Note the two-argument extract
method (see Section
12.8.2) on packets only supports a single varbit
field in a header.
For the purposes of type-checking the P4 compiler can synthesize some type representations which cannot be directly expressed by users. These are described in this section: set types and function types.
The type set<T>
describes sets of values of type T
. Set
types can only appear in restricted contexts in P4 programs. For
example, the range expression 8w5 .. 8w8
describes a set
containing the 8-bit numbers 5, 6, 7, and 8, so its type is set<bit<8>>;
.
This expression can be used as a label in a select
expression
(see Section 12.6), matching any value in this range. Set
types cannot be named or declared by P4 programmers, they are only
synthesized by the compiler internally and used for
type-checking. Expressions with set types are described in Section
8.12.
Currently function types cannot be created explicitly in P4 programs; they are created by the P4 compiler internally to represent the types of functions, procedures, and methods during type-checking. We also call the type of a function its signature. Libraries can contain extern function declarations.

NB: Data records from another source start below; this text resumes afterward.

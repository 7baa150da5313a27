//! Configuration Layer
//!
//! YAML-file configuration with CLI/env overrides applied by the binary.
//! Validation is separate from loading so overridden values are checked too.

mod app;
mod validation;

pub use app::{
    AppConfig, DEFAULT_INTERVAL, DEFAULT_PROBE_TIMEOUT, DEFAULT_TARGET, DEFAULT_WINDOW,
};
pub use validation::{parse_duration, ConfigError};
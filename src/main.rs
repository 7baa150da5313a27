//! Pinggraph binary entry point.
//!
//! Wires configuration, the prober, and the terminal front-end together.
//! Core functionality is provided by the `pinggraph` library crate.

use std::sync::Arc;
use std::time::Duration;

use clap::Parser;
use pinggraph::config::{parse_duration, AppConfig};
use pinggraph::probe::{DemoProber, PingProber, Prober};
use pinggraph::ui::App;
use tracing_subscriber::{layer::SubscriberExt, util::SubscriberInitExt};

/// Pinggraph - ICMP latency sampler with a live terminal chart
#[derive(Parser, Debug)]
#[command(name = "pinggraph", version, about, long_about = None)]
struct Cli {
    /// Path to configuration file
    #[arg(short, long, env = "PINGGRAPH_CONFIG")]
    config: Option<String>,

    /// Probe target host (overrides config file)
    #[arg(long, env = "PINGGRAPH_TARGET")]
    target: Option<String>,

    /// Probe interval, e.g. "1s" (overrides config file)
    #[arg(long, env = "PINGGRAPH_INTERVAL", value_parser = parse_duration)]
    interval: Option<Duration>,

    /// Number of trailing samples to chart (overrides config file)
    #[arg(long, env = "PINGGRAPH_WINDOW")]
    window: Option<usize>,

    /// Use a synthetic prober instead of the system ping utility
    #[arg(long)]
    demo: bool,
}

#[tokio::main]
async fn main() -> anyhow::Result<()> {
    // Logs go to stderr so they never corrupt the alternate screen; silence
    // below warn unless RUST_LOG says otherwise.
    tracing_subscriber::registry()
        .with(
            tracing_subscriber::EnvFilter::try_from_default_env()
                .unwrap_or_else(|_| "warn".into()),
        )
        .with(tracing_subscriber::fmt::layer().with_writer(std::io::stderr))
        .init();

    // Parse CLI arguments
    let cli = Cli::parse();

    // Load configuration from file, then apply overrides (CLI > ENV > config file)
    let mut config = match &cli.config {
        Some(path) => {
            tracing::info!("Loading configuration from: {}", path);
            AppConfig::load(path)?
        }
        None => AppConfig::default(),
    };

    if let Some(target) = cli.target {
        config.target = target;
    }
    if let Some(interval) = cli.interval {
        config.interval = interval;
    }
    if let Some(window) = cli.window {
        config.window = window;
    }
    config.validate()?;

    let prober: Arc<dyn Prober> = if cli.demo {
        Arc::new(DemoProber::default())
    } else {
        Arc::new(PingProber::new(
            config.ping_command.as_str(),
            config.probe_timeout,
        ))
    };

    tracing::info!(
        target = %config.target,
        interval = ?config.interval,
        window = config.window,
        demo = cli.demo,
        "starting pinggraph"
    );

    App::new(config, prober).run().await
}
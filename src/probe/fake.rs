//! Scripted and synthetic probers.
//!
//! [`FakeProber`] replays a fixed script of probe outcomes and is the
//! test double used by the integration tests. [`DemoProber`] synthesizes
//! plausible ping output so the front-end can run without network access.

use std::collections::VecDeque;
use std::time::Duration;

use tokio::sync::Mutex;

use super::{ProbeError, Prober};

/// One scripted probe outcome, optionally delivered after a delay.
pub struct FakeProbeEntry {
    response: Result<String, ProbeError>,
    delay: Option<Duration>,
}

impl FakeProbeEntry {
    /// An outcome delivered immediately.
    pub fn immediate(response: Result<String, ProbeError>) -> Self {
        Self {
            response,
            delay: None,
        }
    }

    /// An outcome delivered after `delay` of (tokio) time.
    pub fn with_delay(response: Result<String, ProbeError>, delay: Duration) -> Self {
        Self {
            response,
            delay: Some(delay),
        }
    }
}

impl From<Result<String, ProbeError>> for FakeProbeEntry {
    fn from(response: Result<String, ProbeError>) -> Self {
        Self::immediate(response)
    }
}

/// Prober that replays a fixed script of outcomes, one per probe.
///
/// An exhausted script reads as empty output, which the sampler treats as a
/// parse miss.
#[derive(Default)]
pub struct FakeProber {
    script: Mutex<VecDeque<FakeProbeEntry>>,
}

impl FakeProber {
    /// Create a prober from raw probe results.
    pub fn new(script: Vec<Result<String, ProbeError>>) -> Self {
        Self::with_script(script.into_iter().map(FakeProbeEntry::from).collect())
    }

    /// Create a prober from plain output strings.
    pub fn from_outputs(outputs: &[&str]) -> Self {
        Self::new(outputs.iter().map(|s| Ok((*s).to_string())).collect())
    }

    /// Create a prober from explicit entries.
    pub fn with_script(script: Vec<FakeProbeEntry>) -> Self {
        Self {
            script: Mutex::new(script.into()),
        }
    }

    /// Number of scripted outcomes not yet consumed.
    pub async fn remaining(&self) -> usize {
        self.script.lock().await.len()
    }

    /// Non-blocking variant of [`remaining`](Self::remaining); `None` while
    /// a probe holds the script lock.
    pub fn try_remaining(&self) -> Option<usize> {
        self.script.try_lock().ok().map(|script| script.len())
    }
}

#[async_trait::async_trait]
impl Prober for FakeProber {
    async fn probe(&self, _target: &str) -> Result<String, ProbeError> {
        let entry = self.script.lock().await.pop_front();
        match entry {
            Some(entry) => {
                if let Some(delay) = entry.delay {
                    tokio::time::sleep(delay).await;
                }
                entry.response
            }
            None => Ok(String::new()),
        }
    }
}

/// Prober that fabricates ping output with jittered latencies.
#[derive(Debug, Clone)]
pub struct DemoProber {
    base_ms: f64,
    jitter_ms: f64,
}

impl DemoProber {
    pub fn new(base_ms: f64, jitter_ms: f64) -> Self {
        Self { base_ms, jitter_ms }
    }
}

impl Default for DemoProber {
    fn default() -> Self {
        Self::new(18.0, 14.0)
    }
}

#[async_trait::async_trait]
impl Prober for DemoProber {
    async fn probe(&self, target: &str) -> Result<String, ProbeError> {
        let latency = self.base_ms + rand::random::<f64>() * self.jitter_ms;
        Ok(format!(
            "64 bytes from {target}: icmp_seq=1 ttl=117 time={latency:.1} ms"
        ))
    }
}

#[cfg(test)]
mod tests {
    use super::*;
    use crate::probe::parse_latency_ms;

    #[tokio::test]
    async fn test_fake_prober_replays_script_in_order() {
        let prober = FakeProber::from_outputs(&["time=10 ms", "garbage"]);
        assert_eq!(prober.remaining().await, 2);
        assert_eq!(prober.probe("8.8.8.8").await.unwrap(), "time=10 ms");
        assert_eq!(prober.probe("8.8.8.8").await.unwrap(), "garbage");
        assert_eq!(prober.remaining().await, 0);
    }

    #[tokio::test]
    async fn test_fake_prober_exhausted_reads_empty() {
        let prober = FakeProber::default();
        assert_eq!(prober.probe("8.8.8.8").await.unwrap(), "");
    }

    #[tokio::test]
    async fn test_fake_prober_error_entry() {
        let prober = FakeProber::new(vec![Err(ProbeError::Timeout(Duration::from_secs(1)))]);
        assert!(prober.probe("8.8.8.8").await.is_err());
    }

    #[tokio::test]
    async fn test_demo_prober_output_parses() {
        let prober = DemoProber::new(20.0, 10.0);
        let output = prober.probe("8.8.8.8").await.unwrap();
        let latency = parse_latency_ms(&output).unwrap();
        assert!((20.0..=30.1).contains(&latency));
    }
}
//! Production prober shelling out to the system ping utility.

use std::process::Stdio;
use std::time::Duration;

use tokio::process::Command;

use super::{ProbeError, Prober};

/// Default probe timeout (5 seconds).
pub const DEFAULT_PROBE_TIMEOUT: Duration = Duration::from_secs(5);

/// Prober that runs `ping -c 1 <target>` and captures its combined output.
///
/// The process exit status is logged at debug level and otherwise ignored;
/// only the textual output matters to the sampler.
#[derive(Debug, Clone)]
pub struct PingProber {
    command: String,
    timeout: Duration,
}

impl PingProber {
    /// Create a new prober running `command` with the given per-probe timeout.
    pub fn new(command: impl Into<String>, timeout: Duration) -> Self {
        Self {
            command: command.into(),
            timeout,
        }
    }

    /// The configured ping command.
    pub fn command(&self) -> &str {
        &self.command
    }
}

impl Default for PingProber {
    fn default() -> Self {
        Self::new("ping", DEFAULT_PROBE_TIMEOUT)
    }
}

#[async_trait::async_trait]
impl Prober for PingProber {
    async fn probe(&self, target: &str) -> Result<String, ProbeError> {
        let mut cmd = Command::new(&self.command);
        #[cfg(not(windows))]
        cmd.arg("-c").arg("1");
        #[cfg(windows)]
        cmd.arg("-n").arg("1");
        cmd.arg(target).stdin(Stdio::null()).kill_on_drop(true);

        let output = tokio::time::timeout(self.timeout, cmd.output())
            .await
            .map_err(|_| ProbeError::Timeout(self.timeout))??;

        if !output.status.success() {
            tracing::debug!(target, status = %output.status, "probe exited non-zero");
        }

        // Combined output: diagnostics on stderr (e.g. "unknown host") are
        // part of the text the parser sees, same as shell `2>&1`.
        let mut text = String::from_utf8_lossy(&output.stdout).into_owned();
        if !output.stderr.is_empty() {
            if !text.is_empty() && !text.ends_with('\n') {
                text.push('\n');
            }
            text.push_str(&String::from_utf8_lossy(&output.stderr));
        }
        Ok(text)
    }
}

For example, the following declaration:
extern void random(in bit<5> logRange, out bit<32> value);
describes an object random
which has a function type,
representing the following information:
void
in
, type bit<5>
, and name logRange
out
, type bit<32>
, and name value
P4 supports extern object declarations and extern function declarations using the following syntax.
externDeclaration
: optAnnotations EXTERN nonTypeName optTypeParameters '{' methodPrototypes '}'
| optAnnotations EXTERN functionPrototype ';'
;
An extern function declaration describes the name and type signature of the function, but not its implementation.
functionPrototype
: typeOrVoid name optTypeParameters '(' parameterList ')'
;
For an example of an extern
function declaration, see Section
7.2.8.2.
An extern object declaration declares an object and all methods that
can be invoked to perform computations and to alter the state of the
object. Extern object declarations can also optionally declare
constructor methods; these must have the same name as the enclosing extern
type, no type parameters, and no return type. Extern declarations may
only appear as allowed by the architecture model and may be specific
to a target.
methodPrototypes
: /* empty */
| methodPrototypes methodPrototype
;
methodPrototype
: optAnnotations functionPrototype ';'
| optAnnotations TYPE_IDENTIFIER '(' parameterList ')' ';' //constructor
;
typeOrVoid
: typeRef
| VOID
| IDENTIFIER // may be a type variable
;
optTypeParameters
: /* empty */
| '<' typeParameterList '>'
;
typeParameterList
: name
| typeParameterList ',' name
;
For example, the P4 core library introduces two extern objects packet_in
and packet_out
used for manipulating packets
(see Sections 12.8 and 15). Here
is an example showing how the methods of these objects can be invoked
on a packet:
extern packet_out {
void emit<T>(in T hdr);
}
control d(packet_out b, in Hdr h) {
apply {
b.emit(h.ipv4); // write ipv4 header into output packet
} // by calling emit method
}
Functions and methods are the only P4 constructs that support overloading: there can exist multiple methods with the same name in the same scope. Whe overloading is used, the compiler must be able to disambiguate at compile-time which method or function is being called, either by the number of arguments or by the names of the arguments, when calls are specifying argument names. Argument type information is not used in disambiguating calls.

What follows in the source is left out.